Work instruction = Find each line in the following listing that has the string "TransitionDef", then state the count and nothing else.

Material provided =

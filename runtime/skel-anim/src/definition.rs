//! Serializable rig descriptions
//!
//! A [`RigDef`] describes a skeleton, its keyframe anims and one controller
//! in plain data, so rigs can be authored as JSON (or anything else serde
//! reads) and turned into runtime objects with [`RigDef::build`].
//!
//! ```json
//! {
//!   "skeleton": { "name": "biped", "joints": [{ "name": "root" }, { "name": "spine", "parent": "root" }] },
//!   "anims": [{ "name": "idle", "frame_times": [0], "frames": [[{}, {}]] }],
//!   "controller": {
//!     "name": "biped",
//!     "parameters": [{ "name": "speed" }],
//!     "layers": [{
//!       "name": "Base Layer",
//!       "states": [{ "name": "Idle", "motion": { "clip": "idle" } }]
//!     }]
//!   }
//! }
//! ```

use std::collections::HashMap;
use std::sync::Arc;

use glam::{Vec2, Vec3};
use serde::{Deserialize, Serialize};

use crate::anim::{AnimSource, KeyframeAnim};
use crate::blend_tree::BlendType;
use crate::cache::ResourceCache;
use crate::clip::AnimClip;
use crate::controller::AnimController;
use crate::error::{AnimError, Result};
use crate::layer::{AnimLayer, BlendTreeKey, Blending, CompareFunc, Condition};
use crate::skeleton::{Joint, Skeleton};
use crate::types::JointPose;

const fn default_true() -> bool {
    true
}

const fn default_weight() -> f32 {
    1.0
}

const fn default_transition_duration() -> f32 {
    0.25
}

#[derive(Debug, Clone, PartialEq, Serialize, Deserialize)]
pub struct RigDef {
    pub skeleton: SkeletonDef,
    #[serde(default)]
    pub anims: Vec<KeyframeAnimDef>,
    pub controller: ControllerDef,
}

#[derive(Debug, Clone, PartialEq, Serialize, Deserialize)]
pub struct SkeletonDef {
    pub name: String,
    pub joints: Vec<JointDef>,
}

#[derive(Debug, Clone, PartialEq, Serialize, Deserialize)]
pub struct JointDef {
    pub name: String,
    /// Name of an earlier joint, absent for the root
    #[serde(default)]
    pub parent: Option<String>,
    #[serde(default)]
    pub bind_pose: JointPose,
}

/// Keyframe anim with one full pose per frame
#[derive(Debug, Clone, PartialEq, Serialize, Deserialize)]
pub struct KeyframeAnimDef {
    pub name: String,
    /// Milliseconds, starting at 0
    pub frame_times: Vec<i32>,
    /// `frames[frame][joint]`
    pub frames: Vec<Vec<JointPose>>,
    #[serde(default)]
    pub max_cycle_count: u32,
    #[serde(default = "default_true")]
    pub cyclic_translation: bool,
}

#[derive(Debug, Clone, PartialEq, Serialize, Deserialize)]
pub struct ControllerDef {
    pub name: String,
    #[serde(default)]
    pub root_offset: Vec3,
    #[serde(default)]
    pub parameters: Vec<ParameterDef>,
    /// The first entry describes the base layer
    pub layers: Vec<LayerDef>,
}

#[derive(Debug, Clone, PartialEq, Serialize, Deserialize)]
pub struct ParameterDef {
    pub name: String,
    #[serde(default)]
    pub default: f32,
}

#[derive(Debug, Clone, PartialEq, Serialize, Deserialize)]
pub struct LayerDef {
    pub name: String,
    #[serde(default)]
    pub blending: Blending,
    #[serde(default = "default_weight")]
    pub weight: f32,
    /// Joint mask expression, e.g. `"*spine -head"`
    #[serde(default)]
    pub mask: Option<String>,
    /// Defaults to the first state
    #[serde(default)]
    pub default_state: Option<String>,
    #[serde(default)]
    pub states: Vec<StateDef>,
    #[serde(default)]
    pub transitions: Vec<TransitionDef>,
}

#[derive(Debug, Clone, PartialEq, Serialize, Deserialize)]
pub struct StateDef {
    pub name: String,
    #[serde(default)]
    pub motion: Option<MotionDef>,
    #[serde(default)]
    pub events: Vec<EventDef>,
    #[serde(default)]
    pub editor_position: Vec2,
}

/// What a state or blend tree child plays
#[derive(Debug, Clone, PartialEq, Serialize, Deserialize)]
#[serde(rename_all = "snake_case")]
pub enum MotionDef {
    /// Anim by name
    Clip(String),
    BlendTree(BlendTreeDef),
}

#[derive(Debug, Clone, PartialEq, Serialize, Deserialize)]
pub struct BlendTreeDef {
    pub name: String,
    #[serde(default)]
    pub blend_type: BlendType,
    /// Parameter name per blend space axis
    #[serde(default)]
    pub parameters: Vec<String>,
    #[serde(default)]
    pub children: Vec<ChildDef>,
}

#[derive(Debug, Clone, PartialEq, Serialize, Deserialize)]
pub struct ChildDef {
    #[serde(default)]
    pub position: Vec3,
    #[serde(flatten)]
    pub motion: MotionDef,
}

#[derive(Debug, Clone, PartialEq, Serialize, Deserialize)]
pub struct TransitionDef {
    pub from: String,
    pub to: String,
    #[serde(default)]
    pub conditions: Vec<ConditionDef>,
    /// Normalized source time the transition waits for
    #[serde(default)]
    pub exit_time: Option<f32>,
    #[serde(default)]
    pub start_time: f32,
    #[serde(default = "default_transition_duration")]
    pub duration: f32,
    #[serde(default = "default_true")]
    pub fixed_duration: bool,
    #[serde(default)]
    pub atomic: bool,
}

#[derive(Debug, Clone, PartialEq, Serialize, Deserialize)]
pub struct ConditionDef {
    pub parameter: String,
    pub compare: CompareFunc,
    pub value: f32,
}

#[derive(Debug, Clone, PartialEq, Serialize, Deserialize)]
pub struct EventDef {
    pub time: f32,
    pub name: String,
}

/// Runtime objects built from a [`RigDef`]
#[derive(Debug)]
pub struct Rig {
    pub skeleton: Arc<Skeleton>,
    pub anims: ResourceCache<dyn AnimSource>,
    pub controller: AnimController,
}

impl RigDef {
    pub fn build(&self) -> Result<Rig> {
        let skeleton = Arc::new(self.skeleton.build()?);

        let mut anims: ResourceCache<dyn AnimSource> = ResourceCache::new();
        for def in &self.anims {
            if anims.contains(&def.name) {
                return Err(AnimError::duplicate("anim", def.name.clone()));
            }
            anims.insert(def.name.clone(), Arc::new(def.build()?));
        }

        let controller = self.controller.build(&skeleton, &anims)?;
        Ok(Rig {
            skeleton,
            anims,
            controller,
        })
    }
}

impl SkeletonDef {
    pub fn build(&self) -> Result<Skeleton> {
        let mut joints = Vec::with_capacity(self.joints.len());
        for (index, def) in self.joints.iter().enumerate() {
            let parent = match &def.parent {
                None => None,
                Some(parent) => Some(
                    self.joints[..index]
                        .iter()
                        .position(|joint| joint.name.eq_ignore_ascii_case(parent))
                        .ok_or_else(|| {
                            AnimError::InvalidDefinition(format!(
                                "joint '{}' names unknown or later parent '{}'",
                                def.name, parent
                            ))
                        })?,
                ),
            };
            joints.push(Joint::new(def.name.clone(), parent));
        }
        let bind_poses = self.joints.iter().map(|joint| joint.bind_pose).collect();
        Skeleton::new(self.name.clone(), joints, bind_poses)
    }
}

impl KeyframeAnimDef {
    pub fn build(&self) -> Result<KeyframeAnim> {
        let num_joints = self.frames.first().map_or(0, Vec::len);
        if let Some(frame) = self.frames.iter().position(|frame| frame.len() != num_joints) {
            return Err(AnimError::InvalidDefinition(format!(
                "anim '{}' frame {} has {} joints, expected {}",
                self.name,
                frame,
                self.frames[frame].len(),
                num_joints
            )));
        }
        let poses = self.frames.iter().flatten().copied().collect();
        Ok(KeyframeAnim::new(self.name.clone(), num_joints, self.frame_times.clone(), poses)?
            .with_max_cycle_count(self.max_cycle_count)
            .with_cyclic_translation(self.cyclic_translation))
    }
}

/// Name lookups shared by every layer of one controller
struct Resolver {
    clips: HashMap<String, Arc<AnimClip>>,
    parameters: Vec<String>,
}

impl Resolver {
    fn clip(&self, name: &str) -> Result<Arc<AnimClip>> {
        self.clips
            .get(&name.to_ascii_lowercase())
            .cloned()
            .ok_or_else(|| AnimError::not_found("anim", name))
    }

    fn parameter(&self, name: &str) -> Result<usize> {
        self.parameters
            .iter()
            .position(|parameter| parameter.eq_ignore_ascii_case(name))
            .ok_or_else(|| AnimError::not_found("parameter", name))
    }
}

impl ControllerDef {
    /// Build the controller, registering every anim of `anims` as a clip
    pub fn build(&self, skeleton: &Arc<Skeleton>, anims: &ResourceCache<dyn AnimSource>) -> Result<AnimController> {
        if self.layers.is_empty() {
            return Err(AnimError::InvalidDefinition(format!(
                "controller '{}' has no layers",
                self.name
            )));
        }

        let mut controller = AnimController::new(self.name.clone());
        controller.set_skeleton(Arc::clone(skeleton));
        controller.set_root_offset(self.root_offset);
        for parameter in &self.parameters {
            controller.create_parameter(parameter.name.clone(), parameter.default)?;
        }

        let mut clips = HashMap::new();
        for name in anims.names() {
            let clip = controller.load_anim_clip(anims, name)?;
            clips.insert(name.to_ascii_lowercase(), clip);
        }
        let resolver = Resolver {
            clips,
            parameters: self.parameters.iter().map(|p| p.name.clone()).collect(),
        };

        for (index, def) in self.layers.iter().enumerate() {
            let layer_index = if index == 0 {
                0
            } else {
                controller.create_anim_layer(def.name.clone())?
            };
            let layer = controller
                .anim_layer_mut(layer_index)
                .ok_or_else(|| AnimError::not_found("layer", def.name.clone()))?;
            def.build_into(layer, &resolver)?;
            if let Some(mask) = &def.mask {
                controller.set_layer_mask(layer_index, mask)?;
            }
        }
        Ok(controller)
    }
}

impl LayerDef {
    fn build_into(&self, layer: &mut AnimLayer, resolver: &Resolver) -> Result<()> {
        layer.set_name(self.name.clone());
        layer.set_blending(self.blending);
        layer.set_weight(self.weight);

        for def in &self.states {
            let key = layer.create_state(def.name.clone())?;
            match &def.motion {
                Some(MotionDef::Clip(name)) => {
                    layer.set_state_anim_clip(key, resolver.clip(name)?)?;
                }
                Some(MotionDef::BlendTree(tree)) => {
                    let tree = tree.build_into(layer, resolver)?;
                    layer.set_state_blend_tree(key, tree)?;
                }
                None => {}
            }
            let state = layer.state_mut(key)?;
            state.set_editor_position(def.editor_position);
            for event in &def.events {
                state.add_event(event.time, event.name.clone());
            }
        }

        let default_state = match &self.default_state {
            Some(name) => Some(
                layer
                    .find_state(name)
                    .ok_or_else(|| AnimError::not_found("state", name.clone()))?,
            ),
            None => layer.states().next().map(|(key, _)| key),
        };
        if let Some(key) = default_state {
            layer.set_default_state(key)?;
        }

        for def in &self.transitions {
            let src = layer
                .find_state(&def.from)
                .ok_or_else(|| AnimError::not_found("state", def.from.clone()))?;
            let dst = layer
                .find_state(&def.to)
                .ok_or_else(|| AnimError::not_found("state", def.to.clone()))?;
            let conditions = def
                .conditions
                .iter()
                .map(|condition| {
                    Ok(Condition::new(
                        resolver.parameter(&condition.parameter)?,
                        condition.compare,
                        condition.value,
                    ))
                })
                .collect::<Result<Vec<_>>>()?;

            let transition = layer.create_transition(src, dst)?;
            transition.has_exit_time = def.exit_time.is_some();
            transition.exit_time = def.exit_time.unwrap_or(0.0);
            transition.start_time = def.start_time;
            transition.duration = def.duration;
            transition.fixed_duration = def.fixed_duration;
            transition.is_atomic = def.atomic;
            transition.conditions = conditions;
        }
        Ok(())
    }
}

impl BlendTreeDef {
    fn build_into(&self, layer: &mut AnimLayer, resolver: &Resolver) -> Result<BlendTreeKey> {
        let dimensions = self.blend_type.dimensions();
        if self.parameters.len() > dimensions {
            return Err(AnimError::InvalidDefinition(format!(
                "blend tree '{}' binds {} parameters, {:?} has {} axes",
                self.name,
                self.parameters.len(),
                self.blend_type,
                dimensions
            )));
        }

        let key = layer.create_blend_tree(self.name.clone(), self.blend_type);
        for (axis, name) in self.parameters.iter().enumerate() {
            let index = resolver.parameter(name)?;
            layer.blend_tree_mut(key)?.set_parameter_index(axis, Some(index));
        }

        for child in &self.children {
            match &child.motion {
                MotionDef::Clip(name) => {
                    layer.add_child_clip(key, resolver.clip(name)?, child.position)?;
                }
                MotionDef::BlendTree(inner) => {
                    let inner = inner.build_into(layer, resolver)?;
                    layer.add_child_blend_tree(key, inner, child.position)?;
                }
            }
        }
        Ok(key)
    }
}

Solved problem = 2